Building a better middle school

Photo by Dan Trittschuh

The gathering is a no-frills affair, much like its host, Columbus Collegiate Academy. The first Breakfast at CCA—a fundraising and outreach effort launched this winter—has attracted on this Friday morning about eight potential supporters to the tiny charter middle school housed in a Weinland Park church. And perks aren’t the reason. There’s no silent auction, expensive gowns, party photographer. The visitors from foundations and education nonprofits sit in plastic seats at long folding tables in the front of the school’s cafeteria, which doubles as a chapel/meeting room for Seventh Avenue Community Baptist Church. There’s a modest spread of bagels, doughnuts, coffee and juice. The room is quiet until a student in khakis and a blue polo shirt (the school’s official uniform) clangs through a door and drops off an empty milk crate in the adjacent kitchen.

Andy Boy, the school’s 31-year-old founder, started the monthly breakfasts in February to introduce more Central Ohio movers and shakers to CCA. His school has operated under the radar for the most part since it opened in 2008. But don’t let the lack of hoopla fool you. Boy isn’t much of a publicist or event planner, but he knows his way around a classroom. “What we’re doing at Columbus Collegiate is something that is just not being done across Columbus,” Boy tells the gathering.

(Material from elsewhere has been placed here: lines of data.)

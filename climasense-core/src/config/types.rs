//! Configuration type definitions
//!
//! These types describe one sensor node. They are built from `node.toml`
//! (see [`super::parse_config`]) and validated once at startup; nothing in
//! here changes after the acquisition task has been spawned.

use core::fmt;

use crate::publish::EndpointId;
use crate::sample::{HUMIDITY_BAND, TEMPERATURE_BAND};

/// Largest per-tick step the saturating walk may take (physical units)
pub const MAX_WALK_STEP: f64 = 0.5;

/// Default I2C address of an SHT3x with ADDR tied low
pub const DEFAULT_SENSOR_ADDRESS: u8 = 0x44;

/// Which sample source backs the node
#[derive(Debug, Clone, Copy, PartialEq, Eq, Default)]
#[cfg_attr(feature = "defmt", derive(defmt::Format))]
pub enum SourceMode {
    /// Synthetic readings, no peripheral required
    #[default]
    Simulated,
    /// Readings from the physical sensor peripheral
    Hardware,
}

/// The two mutually exclusive source switches as written in the config
///
/// Exactly one of them must be set; see [`SourceSelection::resolve`].
#[derive(Debug, Clone, Copy, PartialEq, Eq, Default)]
#[cfg_attr(feature = "defmt", derive(defmt::Format))]
pub struct SourceSelection {
    /// Use the simulated source
    pub simulated: bool,
    /// Use the hardware source
    pub hardware: bool,
}

impl SourceSelection {
    /// Resolve the switches to a single source mode
    pub fn resolve(self) -> Result<SourceMode, ConfigError> {
        match (self.simulated, self.hardware) {
            (true, false) => Ok(SourceMode::Simulated),
            (false, true) => Ok(SourceMode::Hardware),
            (true, true) => Err(ConfigError::MultipleSourcesSelected),
            (false, false) => Err(ConfigError::NoSourceSelected),
        }
    }
}

/// What the simulator does when a value reaches the edge of its band
#[derive(Debug, Clone, Copy, PartialEq, Eq, Default)]
#[cfg_attr(feature = "defmt", derive(defmt::Format))]
pub enum BoundaryPolicy {
    /// Random walk; values that would leave the band stick at the bound
    #[default]
    Saturate,
    /// Fixed positive ramp; values past the upper bound restart at the lower bound
    Wrap,
}

/// Simulated source configuration
#[derive(Debug, Clone, Copy, PartialEq)]
#[cfg_attr(feature = "defmt", derive(defmt::Format))]
pub struct SimulationConfig {
    /// Boundary policy
    pub policy: BoundaryPolicy,
    /// Starting temperature (°C)
    pub initial_temperature_c: f64,
    /// Starting humidity (%RH)
    pub initial_humidity_rh: f64,
    /// Temperature step per tick (°C); walk magnitude or ramp increment
    pub temperature_step: f64,
    /// Humidity step per tick (%RH); walk magnitude or ramp increment
    pub humidity_step: f64,
    /// Seed mixed into the walk's counter-derived direction
    pub seed: u32,
}

impl Default for SimulationConfig {
    fn default() -> Self {
        Self {
            policy: BoundaryPolicy::Saturate,
            initial_temperature_c: 25.0,
            initial_humidity_rh: 50.0,
            temperature_step: 0.1,
            humidity_step: 0.5,
            seed: 0,
        }
    }
}

/// Acquisition scheduler timing
#[derive(Debug, Clone, Copy, PartialEq, Eq)]
#[cfg_attr(feature = "defmt", derive(defmt::Format))]
pub struct SchedulerConfig {
    /// Wait before the first tick so the attribute store can come up (ms)
    pub startup_grace_ms: u32,
    /// Sleep between ticks (ms)
    pub period_ms: u32,
    /// Consecutive failed ticks before publishing is reported degraded
    /// (`None` disables the health signal)
    pub degraded_after: Option<u16>,
}

impl Default for SchedulerConfig {
    fn default() -> Self {
        Self {
            startup_grace_ms: 5_000,
            period_ms: 10_000,
            degraded_after: Some(6),
        }
    }
}

/// Physical sensor wiring
#[derive(Debug, Clone, Copy, PartialEq, Eq)]
#[cfg_attr(feature = "defmt", derive(defmt::Format))]
pub struct SensorHwConfig {
    /// 7-bit I2C address
    pub i2c_address: u8,
}

impl Default for SensorHwConfig {
    fn default() -> Self {
        Self {
            i2c_address: DEFAULT_SENSOR_ADDRESS,
        }
    }
}

/// Complete node configuration
#[derive(Debug, Clone, Copy, PartialEq)]
#[cfg_attr(feature = "defmt", derive(defmt::Format))]
pub struct NodeConfig {
    /// Endpoint the measurements are reported on
    pub endpoint: EndpointId,
    /// Active sample source
    pub source: SourceMode,
    /// Simulated source settings (ignored in hardware mode)
    pub simulation: SimulationConfig,
    /// Scheduler timing
    pub scheduler: SchedulerConfig,
    /// Hardware sensor settings (ignored in simulated mode)
    pub sensor: SensorHwConfig,
}

impl Default for NodeConfig {
    fn default() -> Self {
        Self {
            endpoint: EndpointId(1),
            source: SourceMode::Simulated,
            simulation: SimulationConfig::default(),
            scheduler: SchedulerConfig::default(),
            sensor: SensorHwConfig::default(),
        }
    }
}

impl NodeConfig {
    /// Check every field for values the acquisition loop cannot run with
    pub fn validate(&self) -> Result<(), ConfigError> {
        // Endpoint 0 is the root node and never carries sensor clusters
        if self.endpoint.0 == 0 {
            return Err(ConfigError::InvalidEndpoint);
        }

        if self.scheduler.period_ms == 0 {
            return Err(ConfigError::InvalidPeriod);
        }

        if self.sensor.i2c_address > 0x7F {
            return Err(ConfigError::InvalidAddress);
        }

        self.simulation.validate()
    }
}

impl SimulationConfig {
    /// Check the starting point and step sizes against the bands
    pub fn validate(&self) -> Result<(), ConfigError> {
        if !TEMPERATURE_BAND.contains(self.initial_temperature_c)
            || !HUMIDITY_BAND.contains(self.initial_humidity_rh)
        {
            return Err(ConfigError::InitialValueOutOfBand);
        }

        let max_step = match self.policy {
            BoundaryPolicy::Saturate => MAX_WALK_STEP,
            BoundaryPolicy::Wrap => TEMPERATURE_BAND.hi - TEMPERATURE_BAND.lo,
        };
        if !valid_step(self.temperature_step, max_step) {
            return Err(ConfigError::InvalidStep);
        }

        let max_step = match self.policy {
            BoundaryPolicy::Saturate => MAX_WALK_STEP,
            BoundaryPolicy::Wrap => HUMIDITY_BAND.hi - HUMIDITY_BAND.lo,
        };
        if !valid_step(self.humidity_step, max_step) {
            return Err(ConfigError::InvalidStep);
        }

        Ok(())
    }
}

fn valid_step(step: f64, max: f64) -> bool {
    step.is_finite() && step > 0.0 && step <= max
}

/// Configuration text parse error
#[derive(Debug, Clone, Copy, PartialEq, Eq)]
#[cfg_attr(feature = "defmt", derive(defmt::Format))]
pub enum ParseErrorKind {
    /// Unknown or malformed `[section]` header
    InvalidSection,
    /// Key not recognized in its section
    UnknownKey,
    /// Line is not `key = value`
    InvalidLine,
    /// Value has the wrong type or is out of range for its key
    InvalidValue,
}

/// Configuration text parse error with its 1-based line number
#[derive(Debug, Clone, Copy, PartialEq, Eq)]
#[cfg_attr(feature = "defmt", derive(defmt::Format))]
pub struct ParseError {
    /// Line the error was found on
    pub line: u32,
    /// What went wrong
    pub kind: ParseErrorKind,
}

/// Configuration errors
///
/// These are fatal at startup: a node with an invalid configuration never
/// starts its acquisition task.
#[derive(Debug, Clone, Copy, PartialEq, Eq)]
#[cfg_attr(feature = "defmt", derive(defmt::Format))]
pub enum ConfigError {
    /// Neither the simulated nor the hardware source is enabled
    NoSourceSelected,
    /// Both the simulated and the hardware source are enabled
    MultipleSourcesSelected,
    /// Simulator starting value lies outside its band
    InitialValueOutOfBand,
    /// Simulator step is not positive, not finite, or too large
    InvalidStep,
    /// Tick period is zero
    InvalidPeriod,
    /// Endpoint 0 is reserved for the root node
    InvalidEndpoint,
    /// Sensor address is not a 7-bit I2C address
    InvalidAddress,
    /// Configuration text could not be parsed
    Parse(ParseError),
}

impl From<ParseError> for ConfigError {
    fn from(err: ParseError) -> Self {
        ConfigError::Parse(err)
    }
}

impl fmt::Display for ConfigError {
    fn fmt(&self, f: &mut fmt::Formatter<'_>) -> fmt::Result {
        match self {
            ConfigError::NoSourceSelected => {
                f.write_str("no sensor source selected (enable `simulated` or `hardware`)")
            }
            ConfigError::MultipleSourcesSelected => {
                f.write_str("both sensor sources selected (enable only one)")
            }
            ConfigError::InitialValueOutOfBand => {
                f.write_str("simulation starting value outside its band")
            }
            ConfigError::InvalidStep => f.write_str("simulation step out of range"),
            ConfigError::InvalidPeriod => f.write_str("scheduler period must be non-zero"),
            ConfigError::InvalidEndpoint => f.write_str("endpoint 0 is reserved"),
            ConfigError::InvalidAddress => f.write_str("sensor address must be 7-bit"),
            ConfigError::Parse(err) => {
                let what = match err.kind {
                    ParseErrorKind::InvalidSection => "invalid section header",
                    ParseErrorKind::UnknownKey => "unknown key",
                    ParseErrorKind::InvalidLine => "expected `key = value`",
                    ParseErrorKind::InvalidValue => "invalid value",
                };
                write!(f, "line {}: {}", err.line, what)
            }
        }
    }
}

#[cfg(test)]
mod tests {
    use super::*;

    #[test]
    fn test_source_selection() {
        let sel = SourceSelection {
            simulated: true,
            hardware: false,
        };
        assert_eq!(sel.resolve(), Ok(SourceMode::Simulated));

        let sel = SourceSelection {
            simulated: false,
            hardware: true,
        };
        assert_eq!(sel.resolve(), Ok(SourceMode::Hardware));
    }

    #[test]
    fn test_source_selection_conflicts() {
        let both = SourceSelection {
            simulated: true,
            hardware: true,
        };
        assert_eq!(both.resolve(), Err(ConfigError::MultipleSourcesSelected));
        assert_eq!(
            SourceSelection::default().resolve(),
            Err(ConfigError::NoSourceSelected)
        );
    }

    #[test]
    fn test_defaults_are_valid() {
        let config = NodeConfig::default();
        assert_eq!(config.validate(), Ok(()));
        assert_eq!(config.scheduler.startup_grace_ms, 5_000);
        assert_eq!(config.scheduler.period_ms, 10_000);
    }

    #[test]
    fn test_rejects_zero_period() {
        let mut config = NodeConfig::default();
        config.scheduler.period_ms = 0;
        assert_eq!(config.validate(), Err(ConfigError::InvalidPeriod));
    }

    #[test]
    fn test_rejects_root_endpoint() {
        let mut config = NodeConfig::default();
        config.endpoint = EndpointId(0);
        assert_eq!(config.validate(), Err(ConfigError::InvalidEndpoint));
    }

    #[test]
    fn test_walk_step_limit() {
        let mut sim = SimulationConfig::default();
        sim.temperature_step = 0.6;
        assert_eq!(sim.validate(), Err(ConfigError::InvalidStep));

        // The same step is fine for a ramp
        sim.policy = BoundaryPolicy::Wrap;
        assert_eq!(sim.validate(), Ok(()));

        sim.humidity_step = -0.1;
        assert_eq!(sim.validate(), Err(ConfigError::InvalidStep));
    }

    #[test]
    fn test_initial_value_out_of_band() {
        let mut sim = SimulationConfig::default();
        sim.initial_humidity_rh = 65.0;
        assert_eq!(sim.validate(), Err(ConfigError::InitialValueOutOfBand));
    }
}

CCA, despite its prep-school-sounding name, is no elite institution. It’s in one of the poorest neighborhoods in Columbus, just down the road from Weinland Park Elementary, one of the worst schools in the state, according to the Ohio Department of Education. Almost all CCA students are black, almost all receive free or reduced lunch and most come to the school with second- or third-grade math and reading skills. Some don’t know the entire alphabet.

But despite demographics as challenging as any school in Columbus, Boy is creating that rarest of things in Columbus—a thriving urban middle school. To be sure, it’s too early to call CCA a smashing success. But the school’s inaugural sixth-grade class (it added seventh grade this year and will include eighth next) performed better on the math portion of the Ohio Achievement Test (OAT) than all of their counterparts in public or charter middle schools in Columbus (as well as plenty of suburban middle schools). Reading scores were ahead of all but four traditional city public middle schools, and overall performance was tops. As a first-year charter, the school didn’t receive an official report card from the state. But if it did, CCA would have earned a B, a designation given to just one traditional Columbus district middle school, Ridgeview, which boasts a more affluent student population.

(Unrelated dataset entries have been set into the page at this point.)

// Conditional logging shim: uses `defmt` when enabled, otherwise the
// arguments are still type-checked through `format_args!` and discarded.
//
// Format strings must stay within the subset both backends accept:
// `{}` for numbers and `Display` types, `{:?}` for enums, and
// `{:#x}`-style hex hints (optionally zero-padded) for integers.

#[cfg(feature = "defmt")]
macro_rules! trace {
    ($($arg:tt)*) => {{
        defmt::trace!($($arg)*);
    }};
}

#[cfg(feature = "defmt")]
macro_rules! debug {
    ($($arg:tt)*) => {{
        defmt::debug!($($arg)*);
    }};
}

#[cfg(feature = "defmt")]
macro_rules! info {
    ($($arg:tt)*) => {{
        defmt::info!($($arg)*);
    }};
}

#[cfg(feature = "defmt")]
macro_rules! warn {
    ($($arg:tt)*) => {{
        defmt::warn!($($arg)*);
    }};
}

#[cfg(feature = "defmt")]
macro_rules! error {
    ($($arg:tt)*) => {{
        defmt::error!($($arg)*);
    }};
}

#[cfg(not(feature = "defmt"))]
macro_rules! trace {
    ($($arg:tt)*) => {{
        $crate::logging::discard(core::format_args!($($arg)*));
    }};
}

#[cfg(not(feature = "defmt"))]
macro_rules! debug {
    ($($arg:tt)*) => {{
        $crate::logging::discard(core::format_args!($($arg)*));
    }};
}

#[cfg(not(feature = "defmt"))]
macro_rules! info {
    ($($arg:tt)*) => {{
        $crate::logging::discard(core::format_args!($($arg)*));
    }};
}

#[cfg(not(feature = "defmt"))]
macro_rules! warn {
    ($($arg:tt)*) => {{
        $crate::logging::discard(core::format_args!($($arg)*));
    }};
}

#[cfg(not(feature = "defmt"))]
macro_rules! error {
    ($($arg:tt)*) => {{
        $crate::logging::discard(core::format_args!($($arg)*));
    }};
}

#[cfg(not(feature = "defmt"))]
#[inline(always)]
pub(crate) fn discard(_args: core::fmt::Arguments<'_>) {}
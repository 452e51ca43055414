//! Sample sources
//!
//! - [`SimulatedSource`]: deterministic synthetic readings
//! - [`HardwareSource`]: a physical sensor with fallback readings
//! - [`ActiveSource`]: whichever of the two the configuration selects

pub mod hardware;
pub mod provider;
pub mod simulated;

pub use hardware::{AcquisitionError, HardwareSource, NoDevice};
pub use provider::{ActiveSource, SensorProvider};
pub use simulated::{SimulatedSource, SimulationState};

Most impressive was the growth the CCA students achieved. In fifth grade at other schools, 41 percent of the CCA students were proficient in math, while 35 percent hit the target in reading. Those numbers rose to 82 percent in math and 74 percent in reading after a year at CCA—a whopping average gain of 40 percentage points. What’s more, internal CCA tests indicate this year’s group of sixth-graders should make a similar leap when they take the OAT this spring. “We need to see the type of gains we’re having here at Columbus Collegiate in order to really give our students a fighting chance,” Boy says.

A middle school, ideally, helps young people transition from the fun and games of the elementary level to the more rigorous standards of high school. It’s a challenging trick to pull off in just three years. Amid the emotional and physical upheaval of puberty, children are expected to adjust to a more independent environment and learn increasingly complex subjects such as algebra, commonly taught at the middle-school level in the No Child Left Behind era. The experience can disorient children, and it’s common to see student test scores dip during the middle years. “It is the most difficult assignment in the school district,” says Rhonda Johnson, the president of the Columbus teachers union.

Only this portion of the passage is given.